Riverside & University of Virginia RadioSurgery Center can now treat tumors non-surgically anywhere on the body with the addition of Synergy S™
Newport News, VA – Riverside & University of Virginia Radiosurgery Center have been using the Gamma Knife technology to treat brain tumors for over one year. The Synergy S technology adds the ability to treat larger cancer tumors anywhere on the body. The Riverside & University of Virginia Radiosurgery Center is one of four centers in the nation that has Gamma Knife and Synergy S treatment capabilities.
With an overall goal of improving the patient’s quality of life and chance of long-term survival, the Riverside & University of Virginia Radiosurgery Center brings an experienced team of neurosurgeons, radiation oncologists and physicists, as well as, highly trained staff.
Synergy S is capable of performing 4D Adaptive™ Radiation Therapy, a new Image Guided Radiation Therapy (IGRT) treatment approach that relies on images of anatomy and disease to guide radiation delivery precisely to the tumor while minimizing damage to surrounding healthy tissue.
To determine the precise location of tumors and normal surrounding tissues, traditional radiotherapy calls for imaging studies to be done several days before treatment. Synergy S will enable the Riverside Neurosciences team to obtain images the day of treatment with the patient in the exact position he or she will be treated in. This means not only unparalleled precision in tumor targeting and patient positioning, but also the ability to increase the dose to the tumor by virtue of more certainty in the tumor’s location.
The Gamma Knife®
Considered one of the most advanced neurosurgical tools available, the Gamma Knife® allows a neurosurgeon to perform brain surgery without a scalpel and without actually entering the skull. The Gamma Knife® treatment uses 201 highly focused beams of Cobalt-60 radiation to produce biological effects on tissues inside the skull. Because of the exceptional precision involved, treatment is typically carried out in a single sitting and potential damage to healthy surrounding tissue is minimized. Over 120 patients have been treated at the Riverside facility.

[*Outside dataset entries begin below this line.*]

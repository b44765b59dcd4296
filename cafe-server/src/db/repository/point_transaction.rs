//! Point Transaction (ledger) Repository
//!
//! Append-only: there is no update or delete.

use super::{RepoError, RepoResult, Tx};
use shared::models::{PointTransaction, PointTransactionView, TransactionKind};
use sqlx::SqlitePool;
use sqlx::sqlite::SqliteExecutor;

/// Ledger row to append
#[derive(Debug, Clone)]
pub struct NewPointTransaction<'a> {
    pub customer_id: i64,
    pub order_id: Option<i64>,
    pub kind: TransactionKind,
    pub points_change: i64,
    pub balance_after: i64,
    pub description: &'a str,
}

pub async fn append(tx: &mut Tx<'_>, entry: NewPointTransaction<'_>) -> RepoResult<PointTransaction> {
    if entry.balance_after < 0 {
        return Err(RepoError::Validation(format!(
            "balance_after must be non-negative, got {}",
            entry.balance_after
        )));
    }
    let now = shared::util::now_millis();
    let id = sqlx::query_scalar::<_, i64>(
        "INSERT INTO point_transaction (customer_id, order_id, kind, points_change, balance_after, description, created_at) VALUES (?1, ?2, ?3, ?4, ?5, ?6, ?7) RETURNING id",
    )
    .bind(entry.customer_id)
    .bind(entry.order_id)
    .bind(entry.kind)
    .bind(entry.points_change)
    .bind(entry.balance_after)
    .bind(entry.description)
    .bind(now)
    .fetch_one(&mut **tx)
    .await?;

    Ok(PointTransaction {
        id,
        customer_id: entry.customer_id,
        order_id: entry.order_id,
        kind: entry.kind,
        points_change: entry.points_change,
        balance_after: entry.balance_after,
        description: entry.description.to_string(),
        created_at: now,
    })
}

/// Full ledger in append order
pub async fn find_by_customer(pool: &SqlitePool, customer_id: i64) -> RepoResult<Vec<PointTransaction>> {
    let rows = sqlx::query_as::<_, PointTransaction>(
        "SELECT id, customer_id, order_id, kind, points_change, balance_after, description, created_at FROM point_transaction WHERE customer_id = ? ORDER BY id ASC",
    )
    .bind(customer_id)
    .fetch_all(pool)
    .await?;
    Ok(rows)
}

pub async fn exists_kind<'e, E>(executor: E, customer_id: i64, kind: TransactionKind) -> RepoResult<bool>
where
    E: SqliteExecutor<'e>,
{
    let count: i64 = sqlx::query_scalar(
        "SELECT COUNT(*) FROM point_transaction WHERE customer_id = ? AND kind = ?",
    )
    .bind(customer_id)
    .bind(kind)
    .fetch_one(executor)
    .await?;
    Ok(count > 0)
}

/// One page of history, newest first, with the order number joined in
pub async fn find_page(
    pool: &SqlitePool,
    customer_id: i64,
    kind: Option<TransactionKind>,
    limit: i64,
    offset: i64,
) -> RepoResult<(Vec<PointTransactionView>, i64)> {
    let total: i64 = sqlx::query_scalar(
        "SELECT COUNT(*) FROM point_transaction WHERE customer_id = ?1 AND (?2 IS NULL OR kind = ?2)",
    )
    .bind(customer_id)
    .bind(kind)
    .fetch_one(pool)
    .await?;

    let rows = sqlx::query_as::<_, PointTransactionView>(
        "SELECT pt.id, pt.kind, pt.points_change, pt.balance_after, pt.description, pt.order_id, o.order_number, pt.created_at FROM point_transaction pt LEFT JOIN orders o ON o.id = pt.order_id WHERE pt.customer_id = ?1 AND (?2 IS NULL OR pt.kind = ?2) ORDER BY pt.id DESC LIMIT ?3 OFFSET ?4",
    )
    .bind(customer_id)
    .bind(kind)
    .bind(limit)
    .bind(offset)
    .fetch_all(pool)
    .await?;

    Ok((rows, total))
}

Radiosurgery Center Partnership
Riverside’s partner in this venture, the University of Virginia Health System, is one of the leading international authorities on radiosurgery.
Dr. Ladislau Steiner, Alumni Professor of Neurosurgery and Radiology at the University of Virginia and Director of the Gamma Knife Center at U.Va. is part of the Medical Advisory Panel for Riverside’s Gamma Knife Center. Dr. Steiner is recipient of the 2003 Gold Medal of Honor from the World Federation of Neurosurgical Societies for lifetime contributions to neurosurgery practice and teaching and of the Sugita Award from the International Society for Neurosurgical Technology and Instrument Invention. He is a widely recognized pioneer in radiosurgery applications as well as in the development of the Gamma Knife.

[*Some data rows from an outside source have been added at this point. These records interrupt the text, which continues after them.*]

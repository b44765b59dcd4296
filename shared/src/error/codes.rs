//! Unified error codes for the cafe backend
//!
//! Error codes are organized by category:
//! - 0xxx: General errors
//! - 4xxx: Order errors
//! - 5xxx: Points / loyalty errors
//! - 6xxx: Menu errors
//! - 9xxx: System errors

use serde::{Deserialize, Serialize};
use std::fmt;

/// Unified error code enum
///
/// All error codes are represented as u16 values for efficient serialization
/// and cross-language compatibility.
#[derive(Debug, Clone, Copy, PartialEq, Eq, Hash, Serialize, Deserialize)]
#[serde(into = "u16", try_from = "u16")]
#[repr(u16)]
pub enum ErrorCode {
    // ==================== 0xxx: General ====================
    /// Operation completed successfully
    Success = 0,
    /// Unknown error
    Unknown = 1,
    /// Validation failed
    ValidationFailed = 2,
    /// Resource not found
    NotFound = 3,
    /// Resource already exists
    AlreadyExists = 4,
    /// Invalid request
    InvalidRequest = 5,
    /// Value out of range
    ValueOutOfRange = 8,

    // ==================== 4xxx: Order ====================
    /// Order not found
    OrderNotFound = 4001,
    /// Order is empty
    OrderEmpty = 4007,
    /// Generated order number collided twice
    OrderNumberConflict = 4008,
    /// Order status cannot move to the requested state
    InvalidStatusTransition = 4009,
    /// Line quantity outside the accepted range
    InvalidQuantity = 4010,
    /// Pinned unit price is negative or malformed
    InvalidUnitPrice = 4011,

    // ==================== 5xxx: Points ====================
    /// Redemption below the minimum point floor
    PointsBelowMinimum = 5001,
    /// Not enough points in the account
    PointsInsufficient = 5002,
    /// Points account not found
    PointsAccountNotFound = 5003,
    /// Cached balance disagrees with the ledger
    PointsLedgerMismatch = 5004,

    // ==================== 6xxx: Menu ====================
    /// Menu item not found
    MenuItemNotFound = 6001,
    /// Menu item is not available for ordering
    MenuItemUnavailable = 6003,

    // ==================== 9xxx: System ====================
    /// Internal server error
    InternalError = 9001,
    /// Database error
    DatabaseError = 9002,
    /// Operation timeout
    TimeoutError = 9004,
    /// Configuration error
    ConfigError = 9005,
    /// Membership tier configuration missing
    TierConfigMissing = 9006,
}

impl ErrorCode {
    /// Get the numeric code value
    #[inline]
    pub const fn code(&self) -> u16 {
        *self as u16
    }

    /// Check if this is a success code
    #[inline]
    pub const fn is_success(&self) -> bool {
        matches!(self, ErrorCode::Success)
    }

    /// Get the developer-facing English message for this error code
    pub const fn message(&self) -> &'static str {
        match self {
            // General
            ErrorCode::Success => "Operation completed successfully",
            ErrorCode::Unknown => "An unknown error occurred",
            ErrorCode::ValidationFailed => "Validation failed",
            ErrorCode::NotFound => "Resource not found",
            ErrorCode::AlreadyExists => "Resource already exists",
            ErrorCode::InvalidRequest => "Invalid request",
            ErrorCode::ValueOutOfRange => "Value is out of range",

            // Order
            ErrorCode::OrderNotFound => "Order not found",
            ErrorCode::OrderEmpty => "Order has no items",
            ErrorCode::OrderNumberConflict => "Order number already in use",
            ErrorCode::InvalidStatusTransition => "Order status transition not allowed",
            ErrorCode::InvalidQuantity => "Item quantity is invalid",
            ErrorCode::InvalidUnitPrice => "Item unit price is invalid",

            // Points
            ErrorCode::PointsBelowMinimum => "Points redemption is below the minimum",
            ErrorCode::PointsInsufficient => "Insufficient points balance",
            ErrorCode::PointsAccountNotFound => "Points account not found",
            ErrorCode::PointsLedgerMismatch => "Points balance does not match ledger",

            // Menu
            ErrorCode::MenuItemNotFound => "Menu item not found",
            ErrorCode::MenuItemUnavailable => "Menu item is not available",

            // System
            ErrorCode::InternalError => "Internal server error",
            ErrorCode::DatabaseError => "Database error",
            ErrorCode::TimeoutError => "Operation timed out",
            ErrorCode::ConfigError => "Configuration error",
            ErrorCode::TierConfigMissing => "Membership tier configuration missing",
        }
    }
}

impl From<ErrorCode> for u16 {
    #[inline]
    fn from(code: ErrorCode) -> Self {
        code.code()
    }
}

/// Error when converting from an invalid u16 to ErrorCode
#[derive(Debug, Clone, Copy, PartialEq, Eq)]
pub struct InvalidErrorCode(pub u16);

impl fmt::Display for InvalidErrorCode {
    fn fmt(&self, f: &mut fmt::Formatter<'_>) -> fmt::Result {
        write!(f, "invalid error code: {}", self.0)
    }
}

impl std::error::Error for InvalidErrorCode {}

impl TryFrom<u16> for ErrorCode {
    type Error = InvalidErrorCode;

    fn try_from(value: u16) -> Result<Self, Self::Error> {
        match value {
            // General
            0 => Ok(ErrorCode::Success),
            1 => Ok(ErrorCode::Unknown),
            2 => Ok(ErrorCode::ValidationFailed),
            3 => Ok(ErrorCode::NotFound),
            4 => Ok(ErrorCode::AlreadyExists),
            5 => Ok(ErrorCode::InvalidRequest),
            8 => Ok(ErrorCode::ValueOutOfRange),

            // Order
            4001 => Ok(ErrorCode::OrderNotFound),
            4007 => Ok(ErrorCode::OrderEmpty),
            4008 => Ok(ErrorCode::OrderNumberConflict),
            4009 => Ok(ErrorCode::InvalidStatusTransition),
            4010 => Ok(ErrorCode::InvalidQuantity),
            4011 => Ok(ErrorCode::InvalidUnitPrice),

            // Points
            5001 => Ok(ErrorCode::PointsBelowMinimum),
            5002 => Ok(ErrorCode::PointsInsufficient),
            5003 => Ok(ErrorCode::PointsAccountNotFound),
            5004 => Ok(ErrorCode::PointsLedgerMismatch),

            // Menu
            6001 => Ok(ErrorCode::MenuItemNotFound),
            6003 => Ok(ErrorCode::MenuItemUnavailable),

            // System
            9001 => Ok(ErrorCode::InternalError),
            9002 => Ok(ErrorCode::DatabaseError),
            9004 => Ok(ErrorCode::TimeoutError),
            9005 => Ok(ErrorCode::ConfigError),
            9006 => Ok(ErrorCode::TierConfigMissing),

            _ => Err(InvalidErrorCode(value)),
        }
    }
}

impl fmt::Display for ErrorCode {
    fn fmt(&self, f: &mut fmt::Formatter<'_>) -> fmt::Result {
        write!(f, "{}", self.code())
    }
}
/// 获取当前 UTC 时间戳（毫秒）
pub fn now_millis() -> i64 {
    chrono::Utc::now().timestamp_millis()
}

/// Generate a Snowflake-style i64 for use as resource ID.
///
/// Layout (53 bits, fits in JavaScript's Number.MAX_SAFE_INTEGER):
///   - 41 bits: milliseconds since 2024-01-01 UTC (~69 years)
///   - 12 bits: random (4096 values per ms, collision-free at counter scale)
pub fn snowflake_id() -> i64 {
    use rand::Rng;
    // Custom epoch: 2024-01-01 00:00:00 UTC
    const EPOCH_MS: i64 = 1_704_067_200_000;
    let now = now_millis();
    let ts = (now - EPOCH_MS) & 0x1FF_FFFF_FFFF; // 41 bits
    let rand_bits: i64 = rand::thread_rng().gen_range(0..0x1000); // 12 bits
    (ts << 12) | rand_bits
}
//! Data models
//!
//! DB row types use `#[cfg_attr(feature = "db", derive(sqlx::FromRow))]`;
//! money-bearing rows are mapped by hand in the server's repositories since
//! amounts are stored as integer cents.
//! All IDs are `i64` (SQLite INTEGER PRIMARY KEY).

pub mod member_level;
pub mod menu_item;
pub mod order;
pub mod points;

// Re-exports
pub use member_level::*;
pub use menu_item::*;
pub use order::*;
pub use points::*;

The University of Virginia Medical Center has been recognized by U.S. News and World Report, Best Doctors in America and other organizations as one of the top medical institutions in the country. The U.Va. School of Medicine continues to make discoveries resulting in new and better therapies, especially in the areas of cancer, cardiovascular disease, neuro-degenerative disease and vaccine development.

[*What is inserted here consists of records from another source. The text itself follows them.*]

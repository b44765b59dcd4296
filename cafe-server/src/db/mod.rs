//! Database Module
//!
//! Handles SQLite connection pool and migrations

pub mod repository;

use crate::utils::AppError;
use sqlx::SqlitePool;
use sqlx::sqlite::{SqliteConnectOptions, SqliteJournalMode, SqlitePoolOptions, SqliteSynchronous};
use std::str::FromStr;

/// Database service, owns the SQLite connection pool
#[derive(Clone)]
pub struct DbService {
    pub pool: SqlitePool,
}

impl DbService {
    /// Create a new database service with WAL mode
    pub async fn new(db_path: &str) -> Result<Self, AppError> {
        // Build connection options: WAL, foreign keys, normal sync
        let options = SqliteConnectOptions::from_str(&format!("sqlite:{db_path}"))
            .map_err(|e| AppError::database(format!("Invalid database path: {e}")))?
            .create_if_missing(true)
            .journal_mode(SqliteJournalMode::Wal)
            .synchronous(SqliteSynchronous::Normal)
            .foreign_keys(true)
            // busy_timeout: 写冲突时等待 5s 而非立即失败
            .busy_timeout(std::time::Duration::from_millis(5000))
            .optimize_on_close(true, None);

        let pool = SqlitePoolOptions::new()
            .max_connections(5)
            .connect_with(options)
            .await
            .map_err(|e| AppError::database(format!("Failed to open database: {e}")))?;

        tracing::info!(path = %db_path, "Database connection established (SQLite WAL, busy_timeout=5000ms)");

        Self::migrate(&pool).await?;
        Ok(Self { pool })
    }

    /// Single-connection in-memory database with the full schema
    ///
    /// The pool never recycles its connection, so the database lives as long as the pool.
    pub async fn in_memory() -> Result<Self, AppError> {
        let options = SqliteConnectOptions::from_str("sqlite::memory:")
            .map_err(|e| AppError::database(format!("Invalid database path: {e}")))?
            .foreign_keys(true);

        let pool = SqlitePoolOptions::new()
            .max_connections(1)
            .min_connections(1)
            .idle_timeout(None)
            .max_lifetime(None)
            .connect_with(options)
            .await
            .map_err(|e| AppError::database(format!("Failed to open database: {e}")))?;

        Self::migrate(&pool).await?;
        Ok(Self { pool })
    }

    async fn migrate(pool: &SqlitePool) -> Result<(), AppError> {
        sqlx::migrate!("./migrations")
            .run(pool)
            .await
            .map_err(|e| AppError::database(format!("Failed to apply migrations: {e}")))?;
        tracing::info!("Database migrations applied");
        Ok(())
    }
}
use crate::db::repository::RepoError;
use shared::error::{AppError, ErrorCode};
use shared::models::{MembershipTier, TransactionKind};
use thiserror::Error;

/// Loyalty errors
#[derive(Debug, Error)]
pub enum PointsError {
    #[error("Redemption requires at least {minimum} points, got {requested}")]
    BelowMinimumRedemption { requested: i64, minimum: i64 },

    #[error("Insufficient points: requested {requested}, available {available}")]
    InsufficientBalance { requested: i64, available: i64 },

    #[error("Points account not found: {0}")]
    AccountNotFound(i64),

    /// No active tier configuration row; blocks all point math
    #[error("No active tier configuration for {0}")]
    ConfigMissing(MembershipTier),

    #[error("Point amount must be positive, got {0}")]
    InvalidAmount(i64),

    #[error("{0:?} entries cannot credit an account")]
    InvalidKind(TransactionKind),

    #[error("Ledger mismatch for {customer_id}: stored {stored}, replayed {replayed}")]
    LedgerMismatch {
        customer_id: i64,
        stored: i64,
        replayed: i64,
    },

    #[error("Storage error: {0}")]
    Storage(#[from] RepoError),
}

impl From<PointsError> for AppError {
    fn from(err: PointsError) -> Self {
        match err {
            PointsError::BelowMinimumRedemption { requested, minimum } => AppError::with_message(
                ErrorCode::PointsBelowMinimum,
                format!("Redemption requires at least {minimum} points"),
            )
            .with_detail("requested", requested)
            .with_detail("minimum", minimum),
            PointsError::InsufficientBalance {
                requested,
                available,
            } => AppError::new(ErrorCode::PointsInsufficient)
                .with_detail("requested", requested)
                .with_detail("available", available),
            PointsError::AccountNotFound(customer_id) => {
                AppError::new(ErrorCode::PointsAccountNotFound).with_detail("customer_id", customer_id)
            }
            PointsError::ConfigMissing(tier) => {
                tracing::error!(tier = %tier, "Tier configuration missing");
                AppError::new(ErrorCode::TierConfigMissing).with_detail("tier", tier.as_str())
            }
            PointsError::InvalidAmount(points) => {
                AppError::new(ErrorCode::ValueOutOfRange).with_detail("points", points)
            }
            e @ PointsError::InvalidKind(_) => AppError::with_message(ErrorCode::InvalidRequest, e.to_string()),
            e @ PointsError::LedgerMismatch { .. } => {
                tracing::error!(error = %e, "Points ledger mismatch");
                AppError::with_message(ErrorCode::PointsLedgerMismatch, e.to_string())
            }
            PointsError::Storage(e) => e.into(),
        }
    }
}

pub type PointsResult<T> = Result<T, PointsError>;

Riverside will be the first healthcare provider in southeastern Virginia to have a radiosurgery facility offering both intra (Gamma Knife) - and extra (Synergy S)-cranial capabilities, and is the first in Virginia to utilize Synergy S to benefit patients. The combination of both devices makes Riverside and University of Virginia’s Radiosurgery Center a true center of excellence for stereotactic radiosurgery and a valuable health resource for our region.